Shadow play, almost, the lighting was dramatic and hard-edged or dreamily translucent, silhouettes and shadows flying slowly fluttering kites. All was well in the ordinary scheme of things between an individual and his alter ego – or good and evil, or dark and light – it was open to interpretation. There was ethereal, gauzy fabric, lots of it (sheer white which slowly turned to smoky black), kites, flags and angel wings (that looked like the Balinese umbul umbul) – billowing, rippling and afloat in wind produced by dozens of fans concealed in the wings.
The dancers performed their (sometimes) conflicting, (sometimes) playful duets with their shadows with the utmost economy of motion. It was almost as if the immobile was given life, weightlessly propelled by the invisible and the intangible – moving air and energy. Trained in Qi Gong, meditation, martial arts, modern dance, ballet and calligraphy, the dancers seemed to exist outside their bodies, manipulating them with feather touch control.

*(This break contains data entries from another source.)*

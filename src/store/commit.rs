//! store/commit — слияние pending-пар в персистентный bucket-индекс.
//!
//! Порядок (см. также write.rs):
//! 1) слить остаток WriteBuffer;
//! 2) pending в обратном порядке записи: для повторных отпечатков побеждает
//!    последняя запись, блоки остальных сразу помечаются мёртвыми;
//! 3) победители с живой записью в индексе — перезапись rel_pos на месте
//!    (+ tombstone старого блока); остальные — структурные вставки;
//! 4) вставки: один bulk-сдвиг data-региона на суммарный прирост, затем
//!    на каждую вставку узкий сдвиг хвоста индекса на одну запись.
//!    Bucket-offset'ы правятся в in-memory массиве и пишутся одним куском.
//!
//! Политика: один крупный memmove на батч + по узкому на каждый новый ключ —
//! число больших сдвигов ограничено числом новых ключей, не числом бакетов.

use anyhow::Result;
use log::debug;
use std::collections::HashSet;

use crate::consts::FINGERPRINT_LEN;
use crate::errors::StoreError;
use crate::hash::{index_bucket, Fingerprint};
use crate::index;
use crate::layout::bucket_table_start;
use crate::mapped::MappedFile;

use super::core::Store;
use super::write::PendingEntry;

impl Store {
    /// Зафиксировать все staged-записи в индексе.
    pub fn commit(&mut self) -> Result<()> {
        self.flush_buffer()?;
        if self.wbuf.pending.is_empty() {
            self.file.flush()?;
            self.committed_len = self.file.len();
            return Ok(());
        }

        let pending = std::mem::take(&mut self.wbuf.pending);
        let nbf = self.header.n_bytes_file;
        let esz = self.entry_size();
        let mut dead = 0u32;

        // -------- шаг 2: дубликаты (последняя запись побеждает) --------
        let mut seen: HashSet<Fingerprint> = HashSet::with_capacity(pending.len());
        let mut winners: Vec<PendingEntry> = Vec::with_capacity(pending.len());
        for p in pending.iter().rev() {
            if seen.insert(p.fp) {
                winners.push(*p);
            } else {
                let abs = self.data_pos + p.rel_pos - 1;
                self.mark_block_dead(abs)?;
                dead += 1;
            }
        }

        // -------- шаг 3: on-place перезапись либо очередь на вставку --------
        let mut inserts: Vec<(u32, PendingEntry)> = Vec::new();
        for w in winners {
            let bucket = index_bucket(&w.fp, self.header.n_buckets);
            let found = {
                let image = self.file.as_slice();
                let span = index::bucket_span(image, bucket)?;
                index::find_live_entry(image, span, &w.fp, nbf)
                    .map(|off| (off, index::entry_rel_pos(image, off, nbf)))
            };
            match found {
                Some((entry_off, old_rel)) => {
                    self.file.write_at(
                        entry_off + FINGERPRINT_LEN as u64,
                        &index::rel_pos_field(w.rel_pos, nbf)[..nbf as usize],
                    )?;
                    let abs = self.data_pos + old_rel - 1;
                    self.mark_block_dead(abs)?;
                    dead += 1;
                }
                None => inserts.push((bucket, w)),
            }
        }

        // -------- шаг 4: структурные вставки --------
        if !inserts.is_empty() {
            let extra = inserts.len() as u64 * esz;
            let new_data_pos = self.data_pos + extra;
            if new_data_pos > u32::MAX as u64 {
                return Err(StoreError::Capacity(format!(
                    "index region end {} exceeds 4-byte bucket offsets",
                    new_data_pos
                ))
                .into());
            }

            // один bulk-сдвиг всего data-региона на суммарный прирост
            let old_eof = self.file.grow(extra)?;
            self.file
                .move_within(self.data_pos, old_eof - self.data_pos, new_data_pos)?;

            let mut offsets =
                index::read_bucket_table(self.file.as_slice(), self.header.n_buckets)?;
            let mut frontier = self.data_pos;
            for (bucket, w) in &inserts {
                shift_insert(
                    &mut self.file,
                    &mut offsets,
                    &mut frontier,
                    *bucket,
                    &w.fp,
                    w.rel_pos,
                    nbf,
                )?;
            }
            debug_assert_eq!(frontier, new_data_pos);

            self.file
                .write_at(bucket_table_start(), &index::encode_bucket_table(&offsets))?;
            self.data_pos = new_data_pos;
            debug!(
                "commit: {} structural inserts, data_pos -> {}",
                inserts.len(),
                new_data_pos
            );
        }

        self.bump_n_deletes(dead)?;
        self.file.flush()?;
        self.committed_len = self.file.len();
        Ok(())
    }
}

/// Вставка одной записи в data-index со сдвигом хвоста региона на одну
/// ширину записи. `offsets` — in-memory bucket-таблица (правится на месте),
/// `frontier` — текущий конец заполненной части региона; свободный зазор
/// лежит в [frontier, frontier + оставшиеся вставки * esz).
/// Используется и при commit, и при reindex.
pub(crate) fn shift_insert(
    file: &mut MappedFile,
    offsets: &mut [u32],
    frontier: &mut u64,
    bucket: u32,
    fp: &Fingerprint,
    rel_pos: u64,
    n_bytes_file: u8,
) -> Result<()> {
    let esz = FINGERPRINT_LEN as u64 + n_bytes_file as u64;
    let at = offsets[bucket as usize + 1] as u64; // конец спана бакета

    // раздвинуть [at, frontier) на одну запись
    file.move_within(at, *frontier - at, at + esz)?;

    let mut entry = [0u8; 19]; // 13 + максимум 6
    entry[..FINGERPRINT_LEN].copy_from_slice(fp);
    entry[FINGERPRINT_LEN..FINGERPRINT_LEN + n_bytes_file as usize]
        .copy_from_slice(&index::rel_pos_field(rel_pos, n_bytes_file)[..n_bytes_file as usize]);
    file.write_at(at, &entry[..esz as usize])?;

    for o in offsets[bucket as usize + 1..].iter_mut() {
        *o += esz as u32;
    }
    *frontier += esz;
    Ok(())
}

The malevolence of black slowly seeped in, the figures turned malefic and turned upon each other, movement became erratic and increasingly frenzied and the stage darkened, an oval disc of a mirror with an uneven surface was lowered and it reflected the amoeba-like dancers, seeking, crawling, confused and desperate; (distortions and further distortions) while the sound track changed from subliminal heartbeats and fetal whispers and chuckles to the throb of a dentist’s drill, explosions and gunfire.
A sudden waterfall of cascading black silk, endless and relentless, and dancers raced around the stage with flags snapping, flapping, and shadows cowered. Then began staccato projections of Cai’s gunpowder drawings and explosions, echoing and reflecting off the flags, the backdrop, the walls and the dancers; the images perfectly focused on specific surfaces by crouching dancers wielding hand held projectors.
The beatific and the tranquil was subsumed by desolation and despair, bleak landscapes and the terror of approaching annihilation. The inevitable doomsday approached in smoke and haze, light and sound, crazed and stunned beings; in a tempest of black clouds and black snowflakes that fell like malignant confetti, and it arrived magnificently in a breathtaking, engulfing, encompassing tunnel of green – a spectacular use of sulphur-lit smoke and projection to create a vortex that extended beyond the stage and into the theatre, sucking the audience into its terrible, hungry epicenter.
Lin Hwai-min has won a slew of international awards including the Ramon Magsaysay Award. He was honored as one of Asia’s Heroes by TIME in 2005. Cai is famous for his use of gunpowder and pyrotechnics, and according to the programme notes, is a bold originator of new art forms whose basic material is gunpowder … his drawings and site-specific ‘explosion events’ demonstrate a spectacular fusion of the science and art of transformation … the processes of destruction and change as radical conditions for reality … and creativity.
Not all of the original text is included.